One day in 1986 Peter Ulrich and Robert Lee (then sound engineer with Dead
Can Dance and member of The Heavenly Bodies) decided on a whim to make an
impromptu recording in Robert's flat on the Isle of Dogs in London.
Peter gathered a few drums, a
cymbal and a clay ocarina and Robert set up his Tascam 8-track
reel-to-reel tape recorder. Using only the natural reverb in the bathroom,
Robert recorded Peter as he built up seven layered percussion tracks
topped with the ocarina part, composing as they went along. The root drum
sound was given its impact by mic-ing the end of an African barrel drum
inside the bowl of the toilet, a walking stick deputised as a woodblock,
and a big crash in the middle of the piece was created by smashing a milk
bottle in the bath with a club hammer.
The end result was a track
called 'At First, And Then', a short piece characterised by a gentle
opening giving way to a pounding, frantic finale, reminiscent of a grazing
herd of cattle which is startled by a hunter's shot and stampedes for
safety.

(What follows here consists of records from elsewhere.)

//! HTTP gateway for Quarry.
//!
//! Routes:
//!
//! - `GET    /stream?message=…&session_id=…` runs one request and streams its
//!   progress as server-sent events, ending with `end_of_stream`
//! - `GET    /history` lists persisted chat turns, oldest first
//! - `DELETE /history` clears them
//! - `GET    /health`
//!
//! Built on Axum. Dropping an SSE response (client disconnect) aborts the
//! pipeline task behind it.

use axum::{
    Router,
    extract::{Query, State},
    http::{Method, StatusCode},
    response::{
        IntoResponse, Json, Response,
        sse::{Event as SseEvent, KeepAlive, Sse},
    },
    routing::get,
};
use futures::{Stream, StreamExt};
use serde::{Deserialize, Serialize};
use std::convert::Infallible;
use std::sync::Arc;
use tower_http::cors::{Any, CorsLayer};
use tracing::{error, info};

use quarry_agent::{ChatService, LlmClient, Orchestrator, Request};
use quarry_config::{AppConfig, ChatStoreKind};
use quarry_core::event::SseFrame;
use quarry_core::storage::{ChatStore, ChatTurn};
use quarry_storage::{InMemoryChatStore, SqliteChatStore};

/// Shared application state for the gateway.
pub struct GatewayState {
    pub service: ChatService,
}

type SharedState = Arc<GatewayState>;

/// Build the Axum router with all gateway routes.
pub fn build_router(state: SharedState) -> Router {
    let cors = CorsLayer::new()
        .allow_origin(Any)
        .allow_methods([Method::GET, Method::DELETE])
        .allow_headers(Any);

    Router::new()
        .route("/health", get(health_handler))
        .route("/stream", get(stream_handler))
        .route("/history", get(history_handler).delete(clear_history_handler))
        .layer(cors)
        .layer(tower_http::trace::TraceLayer::new_for_http())
        .with_state(state)
}

/// Wire the configured provider, database and transcript store into a
/// [`ChatService`].
pub async fn build_service(config: &AppConfig) -> Result<ChatService, Box<dyn std::error::Error + Send + Sync>> {
    let provider = quarry_providers::build_from_config(&config.provider)?;

    let database_url = config
        .database
        .url
        .as_deref()
        .ok_or("no database configured; set QUARRY_DATABASE_URL or DATABASE_URL")?;
    let executor = quarry_storage::connect_executor(database_url, config.database.max_connections).await?;

    let chat_store: Arc<dyn ChatStore> = match config.database.chat_store {
        ChatStoreKind::Memory => Arc::new(InMemoryChatStore::new()),
        ChatStoreKind::Sqlite => {
            if config.database.chat_store_url.is_none() {
                std::fs::create_dir_all(AppConfig::config_dir())?;
            }
            Arc::new(SqliteChatStore::new(&config.database.resolved_chat_store_url()).await?)
        }
    };

    let llm = LlmClient::new(provider, config.provider.model.clone(), config.pipeline.llm_timeout());
    let mut orchestrator = Orchestrator::new(llm, executor, chat_store, config.pipeline.clone());
    if let Some(path) = &config.pipeline.schema_file {
        let schema = std::fs::read_to_string(path)
            .map_err(|e| format!("cannot read schema file {}: {e}", path.display()))?;
        orchestrator = orchestrator.with_schema(schema);
    }

    Ok(ChatService::new(Arc::new(orchestrator), config.pipeline.poll_interval()))
}

/// Start the gateway HTTP server.
pub async fn start(config: AppConfig) -> Result<(), Box<dyn std::error::Error + Send + Sync>> {
    let addr = format!("{}:{}", config.gateway.host, config.gateway.port);
    let service = build_service(&config).await?;
    let app = build_router(Arc::new(GatewayState { service }));

    info!(addr = %addr, model = %config.provider.model, "Gateway starting");
    let listener = tokio::net::TcpListener::bind(&addr).await?;
    axum::serve(listener, app).await?;

    Ok(())
}

// --- Errors ---

#[derive(Serialize)]
struct ErrorBody {
    error: String,
}

struct ApiError(StatusCode, String);

impl IntoResponse for ApiError {
    fn into_response(self) -> Response {
        (self.0, Json(ErrorBody { error: self.1 })).into_response()
    }
}

// --- Handlers ---

#[derive(Serialize)]
struct HealthResponse {
    status: &'static str,
    version: &'static str,
}

async fn health_handler() -> Json<HealthResponse> {
    Json(HealthResponse {
        status: "ok",
        version: env!("CARGO_PKG_VERSION"),
    })
}

#[derive(Deserialize)]
struct StreamParams {
    message: String,
    #[serde(default)]
    session_id: Option<String>,
}

/// `GET /stream`: one SSE frame per pipeline event.
async fn stream_handler(
    State(state): State<SharedState>,
    Query(params): Query<StreamParams>,
) -> Result<Sse<impl Stream<Item = Result<SseEvent, Infallible>>>, ApiError> {
    let message = params.message.trim();
    if message.is_empty() {
        return Err(ApiError(StatusCode::BAD_REQUEST, "message must not be empty".into()));
    }

    info!(session_id = ?params.session_id, message_len = message.len(), "Stream request");
    let mut request = Request::new(message);
    if let Some(session_id) = params.session_id {
        request = request.with_session(session_id);
    }

    let stream = state.service.start(request).map(|event| {
        let frame = SseFrame::from_event(&event);
        Ok(SseEvent::default().event(frame.event).data(frame.data))
    });
    Ok(Sse::new(stream).keep_alive(KeepAlive::default()))
}

/// `GET /history`
async fn history_handler(State(state): State<SharedState>) -> Result<Json<Vec<ChatTurn>>, ApiError> {
    state.service.history().await.map(Json).map_err(|e| {
        error!("Failed to read chat history: {e}");
        ApiError(StatusCode::INTERNAL_SERVER_ERROR, e.to_string())
    })
}

/// `DELETE /history`
async fn clear_history_handler(State(state): State<SharedState>) -> Result<StatusCode, ApiError> {
    state.service.clear_history().await.map_err(|e| {
        error!("Failed to clear chat history: {e}");
        ApiError(StatusCode::INTERNAL_SERVER_ERROR, e.to_string())
    })?;
    Ok(StatusCode::NO_CONTENT)
}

Peter played the piece to 4AD label head Ivo Watts-Russell who was
compiling the second This Mortal Coil album at the time. Ivo and John
Fryer transferred the original recording to 24-track at Blackwing Studios
in London, added the guitar loop, and included the piece on the 'Filigree
and Shadow' album.
An extended version of 'At
First, And Then' was subsequently used by Dead Can Dance as a live set
closer on two or three tours, with all members of the band playing
percussion. The basic structure of the piece (i.e. a multi-layered
percussion piece with a slower opening giving way to a dramatic second
part) was returned to and further explored by Peter in the track
'Evocation', written and recorded in 1990.